Former police officer Tim Mitchell, 51, who has taken up the headship at Norden High School, Rishton, is currently looking at innovative ways in consultation with staff, governors and parents to boost the school’s performance.
He said that gifted pupils could sit GCSEs early whether they are in year seven eight or 10.
And Mr Mitchell said if a child was advanced enough to progress on to A-levels in one or a number of subjects he would teach those subjects in school Tim, who retrained as a teacher after four years on the police force in Portsmouth, said that he intends to know each pupil by name and refuses to hide behind his desk.
The maths teacher plans to be in the classroom on a regular basis and ensure he knows each of his 600 plus students by name.
Mr Mitchell, who left his post at a Nottingham high school for the position, said: “We want this to be the school of choice for the local community.
“We want to each pupil to have their own curriculum.
“I will return to teaching in the classroom, and I will be in the classroom supporting teachers and children. If children see you taking an interest in their achievement it will help raise standards.
“I recognise that people develop at different times in different subject areas.
“I know we are a 11 to 16 school but that doesn’t mean we can’t teacher some children to A-level standard. ”

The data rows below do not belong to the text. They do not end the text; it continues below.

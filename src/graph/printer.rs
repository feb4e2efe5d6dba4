use crate::{
    graph::{BranchId, IDENTIFIER, TermId},
    runtime::{function::FunctionKind, overload, types::builtin, value::Payload},
    world::World,
};

/// Renders a branch one term per line, nested branches indented:
///
/// ```text
/// a = 2 : int
/// _add = add(a, 3) via add_i : int = 5
/// ```
pub fn print_branch(world: &World, branch: BranchId) -> String {
    let mut out = String::new();
    print_into(world, branch, 0, &mut out);
    out
}

fn print_into(world: &World, branch: BranchId, depth: usize, out: &mut String) {
    for term in world.branch(branch).terms.iter().copied() {
        out.push_str(&"  ".repeat(depth));
        print_term(world, term, out);
        out.push('\n');
        let t = world.term(term);
        let skip_nested = matches!(
            world.function_of(term).map(|f| &world.function(f).kind),
            Ok(FunctionKind::Overloaded { .. })
        );
        if let Some(nested) = t.nested {
            if !skip_nested {
                print_into(world, nested, depth + 1, out);
            }
        }
    }
}

/// One term without its nested branch.
pub fn print_term(world: &World, term: TermId, out: &mut String) {
    let t = world.term(term);
    out.push_str(&world.unique_name(term));
    out.push_str(" = ");

    if let Payload::Function(fid) = t.value.payload() {
        out.push_str("def ");
        match world.try_function(*fid) {
            Some(function) => out.push_str(&function.signature(world)),
            None => out.push_str("<deleted>"),
        }
        return;
    }

    let Ok(fid) = world.function_of(term) else {
        out.push_str("<no function>");
        return;
    };
    let function = world.function(fid);
    match (&function.kind, function.format_source) {
        (_, Some(format)) => format(world, term, out),
        (FunctionKind::Value, None) => {
            out.push_str(&literal(world, term));
            out.push_str(" : ");
            out.push_str(world.types.name(t.type_id));
            return;
        }
        _ => {
            out.push_str(&function.name);
            out.push('(');
            let args: Vec<String> = t.inputs.iter().map(|i| argument(world, *i)).collect();
            out.push_str(&args.join(", "));
            out.push(')');
        }
    }
    if let Some(chosen) = overload::specialized_function(world, term) {
        out.push_str(" via ");
        out.push_str(world.function_name_declared_by(chosen));
    }
    out.push_str(" : ");
    out.push_str(world.types.name(t.type_id));
    if !t.value.is_null() && t.type_id != builtin::VOID {
        out.push_str(" = ");
        out.push_str(&literal(world, term));
    }
}

/// `return x`
pub(crate) fn format_return(world: &World, term: TermId, out: &mut String) {
    out.push_str("return");
    for input in &world.term(term).inputs {
        out.push(' ');
        out.push_str(&argument(world, *input));
    }
}

/// `target := value`
pub(crate) fn format_assign(world: &World, term: TermId, out: &mut String) {
    let t = world.term(term);
    out.push_str(&argument(world, t.input(0)));
    out.push_str(" := ");
    out.push_str(&argument(world, t.input(1)));
}

/// `?name`
pub(crate) fn format_unknown_identifier(world: &World, term: TermId, out: &mut String) {
    out.push('?');
    match world.term(term).property(IDENTIFIER).and_then(|v| v.as_str().ok()) {
        Some(name) => out.push_str(name),
        None => out.push_str("<unnamed>"),
    }
}

fn argument(world: &World, input: Option<TermId>) -> String {
    let Some(input) = input else {
        return "null".to_string();
    };
    let t = world.term(input);
    let is_constant = matches!(
        world.function_of(input).map(|f| &world.function(f).kind),
        Ok(FunctionKind::Value)
    );
    if t.name.is_none() && is_constant {
        literal(world, input)
    } else {
        world.unique_name(input)
    }
}

fn literal(world: &World, term: TermId) -> String {
    let value = &world.term(term).value;
    match value.payload() {
        Payload::String(s) => format!("{:?}", s),
        _ => world.types.to_string(value),
    }
}
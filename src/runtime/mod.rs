//! Values, types, functions and the evaluator.
//!
//! # Value ownership
//! List, map and handle payloads are shared through `Rc`. Values form trees:
//! a list never contains itself, so reference counting is enough to free
//! them. Handle payloads run their type's release callback when the last
//! share is dropped.
use crate::{error::Result, runtime::call::Call, runtime::value::TaggedValue};

pub mod builtin_function;
mod builtin_types;
pub mod builtins;
pub mod call;
pub mod frame;
pub mod function;
pub mod handle;
pub mod leak_detector;
pub mod migration;
pub mod native_patch;
pub mod overload;
pub mod types;
pub mod value;
pub mod vm;

pub type NativeFn = fn(&mut Call<'_>) -> Result<TaggedValue>;
use crate::{
    graph::{BranchId, TermId},
    world::World,
};

/// Checks structural consistency of `branch` and everything nested in it.
/// Returns one message per violation; an empty list means the graph is sound.
pub fn check_invariants(world: &World, branch: BranchId) -> Vec<String> {
    let mut problems = Vec::new();
    check_branch(world, branch, &mut problems);
    problems
}

fn check_branch(world: &World, branch: BranchId, problems: &mut Vec<String>) {
    let Some(b) = world.try_branch(branch) else {
        problems.push(format!("{} does not exist", branch));
        return;
    };
    for (position, term) in b.terms.iter().copied().enumerate() {
        let Some(t) = world.try_term(term) else {
            problems.push(format!("{} lists deleted term {}", branch, term));
            continue;
        };
        if t.owner != branch {
            problems.push(format!("{} owner is {}, expected {}", term, t.owner, branch));
        }
        if t.index != position {
            problems.push(format!("{} index is {}, expected {}", term, t.index, position));
        }
        check_edges(world, term, problems);
        if let Some(nested) = t.nested {
            match world.try_branch(nested) {
                Some(n) if n.owning_term == Some(term) => check_branch(world, nested, problems),
                Some(_) => problems.push(format!("{} nested {} has another owner", term, nested)),
                None => problems.push(format!("{} nested {} was deleted", term, nested)),
            }
        }
    }
    for (name, bound) in &b.names {
        match world.try_term(*bound) {
            Some(t) if t.owner == branch => {}
            Some(_) => problems.push(format!("name '{}' in {} bound outside the branch", name, branch)),
            None => problems.push(format!("name '{}' in {} is dangling", name, branch)),
        }
    }
}

fn check_edges(world: &World, term: TermId, problems: &mut Vec<String>) {
    let t = world.term(term);
    for input in t.inputs.iter().flatten() {
        match world.try_term(*input) {
            Some(i) if i.users.contains(&term) => {}
            Some(_) => problems.push(format!("{} missing from users of input {}", term, input)),
            None => problems.push(format!("{} has deleted input {}", term, input)),
        }
    }
    for user in &t.users {
        match world.try_term(*user) {
            Some(u) if u.inputs.contains(&Some(term)) => {}
            Some(_) => problems.push(format!("user {} of {} does not use it", user, term)),
            None => problems.push(format!("{} has deleted user {}", term, user)),
        }
    }
}
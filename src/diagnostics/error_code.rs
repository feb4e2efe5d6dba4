/// Distinguishes problems found while building a program from those raised
/// while running it.
#[derive(Debug, Clone, Copy, PartialEq, Eq)]
pub enum ErrorType {
    Static,
    Runtime,
}

impl ErrorType {
    /// Prefix used in rendered headers.
    pub fn prefix(&self) -> &'static str {
        match self {
            ErrorType::Static => "Static error",
            ErrorType::Runtime => "Runtime error",
        }
    }
}

/// A diagnostic kind: stable code, title, and message template with `{}`
/// placeholders.
#[derive(Debug, Clone, Copy)]
pub struct ErrorCode {
    pub code: &'static str,
    pub title: &'static str,
    pub error_type: ErrorType,
    pub message: &'static str,
    pub hint: Option<&'static str>,
}
use crate::{
    error::Result,
    runtime::{call::Call, value::TaggedValue},
};

use super::helpers::type_error;

pub(super) fn builtin_list(call: &mut Call<'_>) -> Result<TaggedValue> {
    Ok(TaggedValue::list(call.inputs().to_vec()))
}

pub(super) fn builtin_get_index(call: &mut Call<'_>) -> Result<TaggedValue> {
    let list = call.input(0)?;
    let Ok(items) = list.as_list() else {
        return Err(type_error(call, "first argument", "List", list));
    };
    let index = call.int_input(1)?;
    usize::try_from(index)
        .ok()
        .and_then(|i| items.get(i))
        .cloned()
        .ok_or_else(|| {
            call.raise(format!(
                "index {} out of range for list of length {}",
                index,
                items.len()
            ))
        })
}

pub(super) fn builtin_length(call: &mut Call<'_>) -> Result<TaggedValue> {
    let value = call.input(0)?;
    if let Ok(s) = value.as_str() {
        return Ok(TaggedValue::int(s.chars().count() as i64));
    }
    match value.as_list() {
        Ok(items) => Ok(TaggedValue::int(items.len() as i64)),
        Err(_) => Err(type_error(call, "argument", "List or string", value)),
    }
}

/// A new list with the item appended. The input list is shared, not changed.
pub(super) fn builtin_append(call: &mut Call<'_>) -> Result<TaggedValue> {
    let mut list = call.input(0)?.clone();
    let item = call.input(1)?.clone();
    if list.is_null() {
        return Ok(TaggedValue::list(vec![item]));
    }
    list.list_mut()?.push(item);
    Ok(list)
}

pub(super) fn builtin_copy(call: &mut Call<'_>) -> Result<TaggedValue> {
    call.types().copied(call.input(0)?)
}
//! Feedback functions: given a term and the value it should have produced,
//! compute the values its inputs should have had.

use std::f64::consts::TAU;

use crate::{
    error::Result,
    graph::TermId,
    runtime::{builtin_function::BuiltinFunction, call::Call, value::TaggedValue},
    world::World,
};

use super::is_trainable;

/// Below this, a product cannot be solved for the other factor.
const MIN_DIVISOR: f64 = 0.0001;

pub static FEEDBACK_BUILTINS: &[BuiltinFunction] = &[
    BuiltinFunction {
        name: "feedback",
        func: builtin_feedback,
    },
    BuiltinFunction {
        name: "add_feedback",
        func: builtin_add_feedback,
    },
    BuiltinFunction {
        name: "mult_feedback",
        func: builtin_mult_feedback,
    },
    BuiltinFunction {
        name: "sin_feedback",
        func: builtin_sin_feedback,
    },
    BuiltinFunction {
        name: "cos_feedback",
        func: builtin_cos_feedback,
    },
];

/// `feedback(target, desired)` only marks a signal for the training pass.
fn builtin_feedback(_: &mut Call<'_>) -> Result<TaggedValue> {
    Ok(TaggedValue::null())
}

/// Current values of the target's inputs and the share of the delta each
/// one takes. Untrainable inputs take none.
fn target_inputs(world: &World, target: TermId) -> Result<Vec<(f64, f64)>> {
    let inputs: Vec<Option<TermId>> = world.term(target).inputs.clone();
    let trainable = inputs
        .iter()
        .filter(|i| i.is_some_and(|i| is_trainable(world, i)))
        .count();
    inputs
        .iter()
        .map(|input| match input {
            Some(input) => {
                let value = world.term(*input).value.to_float()?;
                let weight = if trainable > 0 && is_trainable(world, *input) {
                    1.0 / trainable as f64
                } else {
                    0.0
                };
                Ok((value, weight))
            }
            None => Ok((0.0, 0.0)),
        })
        .collect()
}

fn builtin_add_feedback(call: &mut Call<'_>) -> Result<TaggedValue> {
    let target = call.input_term(0)?;
    let delta = call.float_input(1)? - call.float_input(0)?;
    let outputs = target_inputs(call.world(), target)?
        .into_iter()
        .map(|(value, weight)| TaggedValue::float(value + delta * weight))
        .collect();
    Ok(TaggedValue::list(outputs))
}

/// For `x = a * b`, tells `a` it should be nearer `a + delta / b`.
fn builtin_mult_feedback(call: &mut Call<'_>) -> Result<TaggedValue> {
    let target = call.input_term(0)?;
    let delta = call.float_input(1)? - call.float_input(0)?;
    let inputs = target_inputs(call.world(), target)?;
    let outputs = inputs
        .iter()
        .enumerate()
        .map(|(index, (value, weight))| {
            let other = if index == 0 { 1 } else { 0 };
            let divisor = inputs.get(other).map(|(v, _)| *v).unwrap_or(1.0);
            if divisor.abs() < MIN_DIVISOR {
                return TaggedValue::float(*value);
            }
            TaggedValue::float(value + delta * weight / divisor)
        })
        .collect();
    Ok(TaggedValue::list(outputs))
}

fn builtin_sin_feedback(call: &mut Call<'_>) -> Result<TaggedValue> {
    let desired = call.float_input(1)?.clamp(-1.0, 1.0);
    Ok(TaggedValue::float(desired.asin() / TAU))
}

fn builtin_cos_feedback(call: &mut Call<'_>) -> Result<TaggedValue> {
    let desired = call.float_input(1)?.clamp(-1.0, 1.0);
    Ok(TaggedValue::float(desired.acos() / TAU))
}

Mr Mitchell said: “It’s unbelievable. It is a really fantastic school, the children, staff and local community have been so welcoming.
“I can’t stop smiling.
“I have always enjoyed teaching and working with young people trying to overcome the difficulties and maths of one of those subjects that people have very strong views about.
“There is a significant increase in young people going to study in universities closer to home and we have to ensure as a school we are meeting the needs of the children and the local community.
“I don’t see this school expanding and becoming a large school.
“These children are the future and we have to look at the needs of the community when we educate them.”